Ein Beispiel für die Berechnung ist im schriftlichen Protokoll enthalten. Extrazelluläre Vesikel wurden aus dem Zellkulturüberstand von U 87 M-G-E-G-F-R-V-Drei-Zellkulturen durch Ultrazentrifugation angereichert und anschließend mit dem beschriebenen Protokoll unter Verwendung von 115 Nanometer Kalibrierperlen gemessen. Es wurde eine Größenverteilung der extrazellulären Vesikel ermittelt.
Extrazelluläre Vesikel wurden ebenfalls direkt aus dem Überstand von Glioblastom-Zellkulturen quantifiziert, wobei der alternative Ansatz verwendet wurde, bei dem die Probe mit einem Standard versetzt wird. Es wurden zwei Populationen von Nanopartikeln beobachtet. Die kleineren extrazellulären Vesikel und die größeren, bekannten Standardpartikel ermöglichten anhand der Größenschätzung der beiden Populationen im Vergleich zum bekannten Standard die Identifizierung der Vesikelpopulation als größer als 140 Nanometer.
Kleinere extrazelluläre Vesikel hätten möglicherweise mithilfe einer kleineren Nanoporenöffnung nachgewiesen werden können, allerdings wäre die Neigung zu Verstopfungen höher gewesen. Sobald die Methode beherrscht ist, kann sie je nach Anzahl der analysierten Proben in ein bis vier Stunden durchgeführt werden. Bei der Durchführung dieses Verfahrens ist zu beachten, dass die Proben möglicherweise an den septalen Anpassungen des Protokolls angepasst werden müssen.
Beispielsweise können Proben, die aus größeren Vesikeln bestehen, die Verwendung größerer Nanoporen bei relativ starker Dehnung erfordern, und die Messungen können durch Filtration oder Zentrifugation der Proben zur Entfernung von zellulärem Trümmermaterial erleichtert werden, das die Nanopore verstopfen kann. Nach dem Anschauen dieses Videos sollten Sie ein gutes Verständnis dafür haben, wie extrazelluläre Vesikel mittels TRPS charakterisiert werden können.

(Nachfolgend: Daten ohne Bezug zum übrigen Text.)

//! SQLite storage implementation
//!
//! This module provides a SQLite-based implementation of the [`KvStore`] trait.

use crate::storage::schema::initialize_schema;
use crate::storage::traits::{KvStore, StorageResult, Table, WriteOp};
use rusqlite::{params, Connection, OptionalExtension};
use std::path::Path;
use std::sync::{Mutex, MutexGuard, PoisonError};

/// SQLite storage backend
pub struct SqliteStore {
    conn: Mutex<Connection>,
}

impl SqliteStore {
    /// Opens or creates the database at `path`
    ///
    /// # Arguments
    ///
    /// * `path` - Path to the SQLite database file
    ///
    /// # Returns
    ///
    /// * `Ok(SqliteStore)` - Successfully opened/created database
    /// * `Err(StorageError)` - Failed to open database
    pub fn open(path: &Path) -> StorageResult<Self> {
        let conn = Connection::open(path)?;

        conn.execute_batch(
            "
            PRAGMA journal_mode = WAL;
            PRAGMA synchronous = NORMAL;
            PRAGMA temp_store = MEMORY;
        ",
        )?;

        initialize_schema(&conn)?;

        Ok(Self {
            conn: Mutex::new(conn),
        })
    }

    /// Creates an in-memory database
    pub fn new_in_memory() -> StorageResult<Self> {
        let conn = Connection::open_in_memory()?;
        initialize_schema(&conn)?;
        Ok(Self {
            conn: Mutex::new(conn),
        })
    }

    fn conn(&self) -> MutexGuard<'_, Connection> {
        // A panic mid-statement leaves no partial transaction behind
        self.conn.lock().unwrap_or_else(PoisonError::into_inner)
    }
}

impl KvStore for SqliteStore {
    fn get(&self, table: Table, key: &[u8]) -> StorageResult<Option<Vec<u8>>> {
        let conn = self.conn();
        let value = conn
            .query_row(
                &format!("SELECT value FROM {} WHERE key = ?1", table.name()),
                params![key],
                |row| row.get(0),
            )
            .optional()?;
        Ok(value)
    }

    fn batch_read(&self, table: Table, limit: usize) -> StorageResult<Vec<(Vec<u8>, Vec<u8>)>> {
        let conn = self.conn();
        let mut stmt = conn.prepare(&format!(
            "SELECT key, value FROM {} ORDER BY key ASC LIMIT ?1",
            table.name()
        ))?;

        let limit = i64::try_from(limit).unwrap_or(i64::MAX);
        let rows = stmt
            .query_map(params![limit], |row| Ok((row.get(0)?, row.get(1)?)))?
            .collect::<Result<Vec<_>, _>>()?;

        Ok(rows)
    }

    fn count(&self, table: Table) -> StorageResult<u64> {
        let conn = self.conn();
        let count: i64 = conn.query_row(
            &format!("SELECT COUNT(*) FROM {}", table.name()),
            [],
            |row| row.get(0),
        )?;
        Ok(count as u64)
    }

    fn clear(&self, table: Table) -> StorageResult<()> {
        let conn = self.conn();
        conn.execute(&format!("DELETE FROM {}", table.name()), [])?;
        Ok(())
    }

    fn commit(&self, ops: Vec<WriteOp>) -> StorageResult<()> {
        if ops.is_empty() {
            return Ok(());
        }

        let mut conn = self.conn();
        let tx = conn.transaction()?;

        for op in &ops {
            match op {
                WriteOp::Put { table, key, value } => {
                    tx.execute(
                        &format!(
                            "INSERT OR REPLACE INTO {} (key, value) VALUES (?1, ?2)",
                            table.name()
                        ),
                        params![key, value],
                    )?;
                }
                WriteOp::Delete { table, key } => {
                    tx.execute(
                        &format!("DELETE FROM {} WHERE key = ?1", table.name()),
                        params![key],
                    )?;
                }
            }
        }

        tx.commit()?;
        Ok(())
    }
}

#[cfg(test)]
mod tests {
    use super::*;
    use tempfile::TempDir;

    #[test]
    fn test_create_in_memory() {
        let store = SqliteStore::new_in_memory();
        assert!(store.is_ok());
    }

    #[test]
    fn test_put_get_delete() {
        let store = SqliteStore::new_in_memory().unwrap();

        store.put(Table::Meta, b"answer", b"42").unwrap();
        assert_eq!(store.get(Table::Meta, b"answer").unwrap(), Some(b"42".to_vec()));
        assert_eq!(store.get(Table::DocIds, b"answer").unwrap(), None);

        store.delete(Table::Meta, b"answer").unwrap();
        assert_eq!(store.get(Table::Meta, b"answer").unwrap(), None);
    }

    #[test]
    fn test_batch_read_is_ordered_by_key_bytes() {
        let store = SqliteStore::new_in_memory().unwrap();
        for id in [300u64, 2, 70_000, 1] {
            store
                .put(Table::Pending, &id.to_be_bytes(), b"x")
                .unwrap();
        }

        let keys: Vec<u64> = store
            .batch_read(Table::Pending, usize::MAX)
            .unwrap()
            .into_iter()
            .map(|(key, _)| u64::from_be_bytes(key.try_into().unwrap()))
            .collect();
        assert_eq!(keys, vec![1, 2, 300, 70_000]);

        assert_eq!(store.batch_read(Table::Pending, 2).unwrap().len(), 2);
    }

    #[test]
    fn test_commit_applies_all_ops() {
        let store = SqliteStore::new_in_memory().unwrap();
        store.put(Table::Pending, b"k", b"v").unwrap();

        store
            .commit(vec![
                WriteOp::delete(Table::Pending, b"k".to_vec()),
                WriteOp::put(Table::InFlight, b"k".to_vec(), b"v".to_vec()),
            ])
            .unwrap();

        assert_eq!(store.count(Table::Pending).unwrap(), 0);
        assert_eq!(store.count(Table::InFlight).unwrap(), 1);
    }

    #[test]
    fn test_clear() {
        let store = SqliteStore::new_in_memory().unwrap();
        store.put(Table::DocIds, b"a", b"1").unwrap();
        store.put(Table::DocIds, b"b", b"2").unwrap();
        store.clear(Table::DocIds).unwrap();
        assert_eq!(store.count(Table::DocIds).unwrap(), 0);
    }

    #[test]
    fn test_persists_across_reopen() {
        let dir = TempDir::new().unwrap();
        let path = dir.path().join("frontier.db");

        {
            let store = SqliteStore::open(&path).unwrap();
            store.put(Table::Meta, b"config_hash", b"abc").unwrap();
        }

        let store = SqliteStore::open(&path).unwrap();
        assert_eq!(
            store.get(Table::Meta, b"config_hash").unwrap(),
            Some(b"abc".to_vec())
        );
    }
}
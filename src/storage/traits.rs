//! Storage traits and error types
//!
//! The frontier persists through the small [`KvStore`] interface: named
//! tables of ordered byte keys, plus an atomic multi-operation commit.

use thiserror::Error;

/// Errors that can occur during storage operations
#[derive(Debug, Error)]
pub enum StorageError {
    #[error("Database error: {0}")]
    Sqlite(#[from] rusqlite::Error),

    #[error("Serialization error: {0}")]
    Serialization(#[from] serde_json::Error),

    #[error("Corrupt record: {0}")]
    Corrupt(String),
}

/// Result type alias for storage operations
pub type StorageResult<T> = std::result::Result<T, StorageError>;

/// Logical tables of the frontier store
#[derive(Debug, Clone, Copy, PartialEq, Eq, Hash)]
pub enum Table {
    /// Canonical URL -> doc id
    DocIds,
    /// Ordering key -> serialized URL awaiting a claim
    Pending,
    /// Doc id -> serialized URL claimed by a worker
    InFlight,
    /// Free-form metadata such as the config hash
    Meta,
}

impl Table {
    pub const ALL: [Table; 4] = [Table::DocIds, Table::Pending, Table::InFlight, Table::Meta];

    pub fn name(&self) -> &'static str {
        match self {
            Self::DocIds => "doc_ids",
            Self::Pending => "pending",
            Self::InFlight => "in_flight",
            Self::Meta => "meta",
        }
    }
}

/// One write inside a [`KvStore::commit`]
#[derive(Debug, Clone, PartialEq, Eq)]
pub enum WriteOp {
    Put {
        table: Table,
        key: Vec<u8>,
        value: Vec<u8>,
    },
    Delete {
        table: Table,
        key: Vec<u8>,
    },
}

impl WriteOp {
    pub fn put(table: Table, key: impl Into<Vec<u8>>, value: impl Into<Vec<u8>>) -> Self {
        Self::Put {
            table,
            key: key.into(),
            value: value.into(),
        }
    }

    pub fn delete(table: Table, key: impl Into<Vec<u8>>) -> Self {
        Self::Delete {
            table,
            key: key.into(),
        }
    }
}

/// Transactional key-value store
///
/// Implementations must be safe to share between workers.
pub trait KvStore: Send + Sync {
    /// Reads one value
    fn get(&self, table: Table, key: &[u8]) -> StorageResult<Option<Vec<u8>>>;

    /// Reads up to `limit` entries in ascending key order
    fn batch_read(&self, table: Table, limit: usize) -> StorageResult<Vec<(Vec<u8>, Vec<u8>)>>;

    /// Number of entries in a table
    fn count(&self, table: Table) -> StorageResult<u64>;

    /// Removes every entry of a table
    fn clear(&self, table: Table) -> StorageResult<()>;

    /// Applies all `ops` atomically: either every write lands or none does
    fn commit(&self, ops: Vec<WriteOp>) -> StorageResult<()>;

    fn put(&self, table: Table, key: &[u8], value: &[u8]) -> StorageResult<()> {
        self.commit(vec![WriteOp::put(table, key, value)])
    }

    fn delete(&self, table: Table, key: &[u8]) -> StorageResult<()> {
        self.commit(vec![WriteOp::delete(table, key)])
    }
}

Abhängig von Ihrer Probe an extrazellulären Vesikeln können Sie entweder den Standardprotokollansatz anwenden oder die angepasste Spike-in-Methode verwenden.
Dieses Protokoll beschreibt Methoden zur Quantifizierung und Charakterisierung der Größe extrazellulärer Vesikel (EVs) mittels tunable resistive pulse sensing (TRPS). Die Technik ermöglicht die Analyse in biologischen Flüssigkeiten ohne Isolierung oder Markierung, wodurch sie vorteilhaft gegenüber herkömmlichen Methoden ist.
Eine genaue Quantifizierung und Größenbestimmung von extrazellulären Vesikeln (EVs) in komplexen biologischen Flüssigkeiten ist entscheidend für die Validierung von Zielstrukturen und die Entdeckung von Biomarkern in der Onkologie und Immunologie. Die abstimmbare resistive Impulsdetektion (tRPS) ermöglicht direkte Messungen ohne Isolierung oder Markierung, wodurch die nativen Eigenschaften der EVs erhalten bleiben und die präanalytische Variabilität verringert wird. Dies trägt durch die Bereitstellung reproduzierbarer, quantitativer Daten zu einer verlässlicheren Entscheidungsfindung in frühen Entwicklungsphasen bei therapeutischen Entwicklungsprozessen bei.
tRPS fügt sich in den Entdeckungsprozess von der Hypothesenprüfung bis zur Identifizierung von Leitsubstanzen ein und bietet quantitative Partikelanalysen, die die Zielverlässlichkeit und die Bereitschaft des Assays unterstützen.